What you should do: Some lines in the entries contain the word "const". Copy all of them.

:: Data ::

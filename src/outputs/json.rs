//! Snapshot file reading and writing.
//!
//! Each refresh writes the full snapshot twice with identical bytes: once
//! under an immutable date-keyed name and once as `latest.json`. Writes go
//! through a temp-file-and-rename so a failed refresh can never truncate or
//! partially overwrite `latest.json`; the previous files stay authoritative.
//! The date key is the snapshot's `generatedAt` shifted into the platform's
//! UTC+9 local day.

use std::io::ErrorKind;
use std::path::{Path, PathBuf};
use tokio::fs;
use tracing::{info, instrument};

use crate::models::Snapshot;
use crate::utils::{BoxError, date_key_utc9};

const SNAPSHOT_PREFIX: &str = "roblox_top5_";
const LATEST_FILENAME: &str = "latest.json";

/// File name for a dated snapshot, e.g. `roblox_top5_2024-01-02.json`.
pub fn snapshot_filename(date_key: &str) -> String {
    format!("{SNAPSHOT_PREFIX}{date_key}.json")
}

/// Write a snapshot to its dated file and to `latest.json`.
///
/// Both files receive the same serialized bytes. Returns the dated path.
///
/// # Errors
///
/// Fails when serialization or either write fails; in that case the caller
/// must treat the refresh as failed and keep the previous snapshot.
#[instrument(level = "info", skip_all, fields(dir = %dir.display()))]
pub async fn write_snapshot(snapshot: &Snapshot, dir: &Path) -> Result<PathBuf, BoxError> {
    let json = serde_json::to_string_pretty(snapshot)?;
    let date_key = date_key_utc9(&snapshot.generatedAt)?;

    fs::create_dir_all(dir).await?;

    let dated_path = dir.join(snapshot_filename(&date_key));
    write_atomic(&dated_path, json.as_bytes()).await?;

    let latest_path = dir.join(LATEST_FILENAME);
    write_atomic(&latest_path, json.as_bytes()).await?;

    info!(dated = %dated_path.display(), bytes = json.len(), "Wrote snapshot files");
    Ok(dated_path)
}

/// Write bytes to a temp file next to `path`, then rename into place.
async fn write_atomic(path: &Path, bytes: &[u8]) -> Result<(), BoxError> {
    let tmp_path = path.with_extension("json.tmp");
    fs::write(&tmp_path, bytes).await?;
    fs::rename(&tmp_path, path).await?;
    Ok(())
}

/// Read `latest.json` if it exists.
///
/// Returns `Ok(None)` when the file does not exist; a present-but-corrupt
/// file is an error (the API maps it to a 500).
pub async fn read_latest(dir: &Path) -> Result<Option<Snapshot>, BoxError> {
    read_snapshot_file(&dir.join(LATEST_FILENAME)).await
}

/// Read the dated snapshot for a specific date key, if present.
pub async fn read_dated(dir: &Path, date_key: &str) -> Result<Option<Snapshot>, BoxError> {
    read_snapshot_file(&dir.join(snapshot_filename(date_key))).await
}

/// Read the edition immediately preceding `current_key`, if any.
///
/// Dated keys are `YYYY-MM-DD`, so lexicographic order is chronological
/// order.
pub async fn read_previous(dir: &Path, current_key: &str) -> Result<Option<Snapshot>, BoxError> {
    let keys = list_date_keys(dir).await?;
    let Some(previous_key) = keys.into_iter().filter(|k| k.as_str() < current_key).next_back()
    else {
        return Ok(None);
    };
    read_dated(dir, &previous_key).await
}

/// List the date keys of all dated snapshot files, sorted ascending.
pub async fn list_date_keys(dir: &Path) -> Result<Vec<String>, BoxError> {
    let mut entries = match fs::read_dir(dir).await {
        Ok(entries) => entries,
        Err(e) if e.kind() == ErrorKind::NotFound => return Ok(Vec::new()),
        Err(e) => return Err(e.into()),
    };

    let mut keys = Vec::new();
    while let Some(entry) = entries.next_entry().await? {
        let name = entry.file_name().to_string_lossy().into_owned();
        if let Some(key) = name
            .strip_prefix(SNAPSHOT_PREFIX)
            .and_then(|rest| rest.strip_suffix(".json"))
        {
            keys.push(key.to_string());
        }
    }
    keys.sort();
    Ok(keys)
}

async fn read_snapshot_file(path: &Path) -> Result<Option<Snapshot>, BoxError> {
    match fs::read(path).await {
        Ok(bytes) => Ok(Some(serde_json::from_slice(&bytes)?)),
        Err(e) if e.kind() == ErrorKind::NotFound => Ok(None),
        Err(e) => Err(e.into()),
    }
}

#[cfg(test)]
mod tests {
    use super::*;
    use crate::models::test_support::{sample_game, sample_snapshot};

    #[tokio::test]
    async fn test_write_snapshot_creates_dated_and_latest_files() {
        let dir = tempfile::tempdir().unwrap();
        let snapshot = sample_snapshot("2024-01-01T16:00:00.000Z", vec![sample_game(1)]);

        let dated = write_snapshot(&snapshot, dir.path()).await.unwrap();
        assert_eq!(
            dated.file_name().unwrap().to_str().unwrap(),
            "roblox_top5_2024-01-02.json"
        );
        assert!(dir.path().join("latest.json").exists());

        let latest = read_latest(dir.path()).await.unwrap().unwrap();
        assert_eq!(latest, snapshot);
    }

    #[tokio::test]
    async fn test_write_snapshot_is_byte_idempotent() {
        let dir = tempfile::tempdir().unwrap();
        let snapshot = sample_snapshot("2024-01-01T16:00:00.000Z", vec![sample_game(1)]);

        write_snapshot(&snapshot, dir.path()).await.unwrap();
        let first = fs::read(dir.path().join("latest.json")).await.unwrap();

        write_snapshot(&snapshot, dir.path()).await.unwrap();
        let second = fs::read(dir.path().join("latest.json")).await.unwrap();

        assert_eq!(first, second);
    }

    #[tokio::test]
    async fn test_dated_and_latest_contents_match() {
        let dir = tempfile::tempdir().unwrap();
        let snapshot = sample_snapshot("2024-03-04T01:00:00.000Z", vec![sample_game(2)]);

        let dated = write_snapshot(&snapshot, dir.path()).await.unwrap();
        let dated_bytes = fs::read(&dated).await.unwrap();
        let latest_bytes = fs::read(dir.path().join("latest.json")).await.unwrap();
        assert_eq!(dated_bytes, latest_bytes);
    }

    #[tokio::test]
    async fn test_read_latest_missing_file_is_none() {
        let dir = tempfile::tempdir().unwrap();
        assert!(read_latest(dir.path()).await.unwrap().is_none());
    }

    #[tokio::test]
    async fn test_read_latest_corrupt_file_is_error() {
        let dir = tempfile::tempdir().unwrap();
        fs::write(dir.path().join("latest.json"), b"{not json")
            .await
            .unwrap();
        assert!(read_latest(dir.path()).await.is_err());
    }

    #[tokio::test]
    async fn test_read_previous_picks_immediately_preceding_edition() {
        let dir = tempfile::tempdir().unwrap();
        for stamp in [
            "2024-01-01T00:00:00.000Z",
            "2024-01-08T00:00:00.000Z",
            "2024-01-15T00:00:00.000Z",
        ] {
            let snapshot = sample_snapshot(stamp, vec![sample_game(1)]);
            write_snapshot(&snapshot, dir.path()).await.unwrap();
        }

        let previous = read_previous(dir.path(), "2024-01-15")
            .await
            .unwrap()
            .unwrap();
        assert_eq!(previous.generatedAt, "2024-01-08T00:00:00.000Z");

        // first-ever edition has no previous
        assert!(
            read_previous(dir.path(), "2024-01-01")
                .await
                .unwrap()
                .is_none()
        );
    }

    #[tokio::test]
    async fn test_list_date_keys_ignores_other_files() {
        let dir = tempfile::tempdir().unwrap();
        fs::write(dir.path().join("latest.json"), b"{}").await.unwrap();
        fs::write(dir.path().join("roblox_top5_2024-02-05.json"), b"{}")
            .await
            .unwrap();
        fs::write(dir.path().join("notes.txt"), b"x").await.unwrap();

        let keys = list_date_keys(dir.path()).await.unwrap();
        assert_eq!(keys, ["2024-02-05"]);
    }
}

:::

Answer section:
const SNAPSHOT_PREFIX: &str = "roblox_top5_";
const LATEST_FILENAME: &str = "latest.json";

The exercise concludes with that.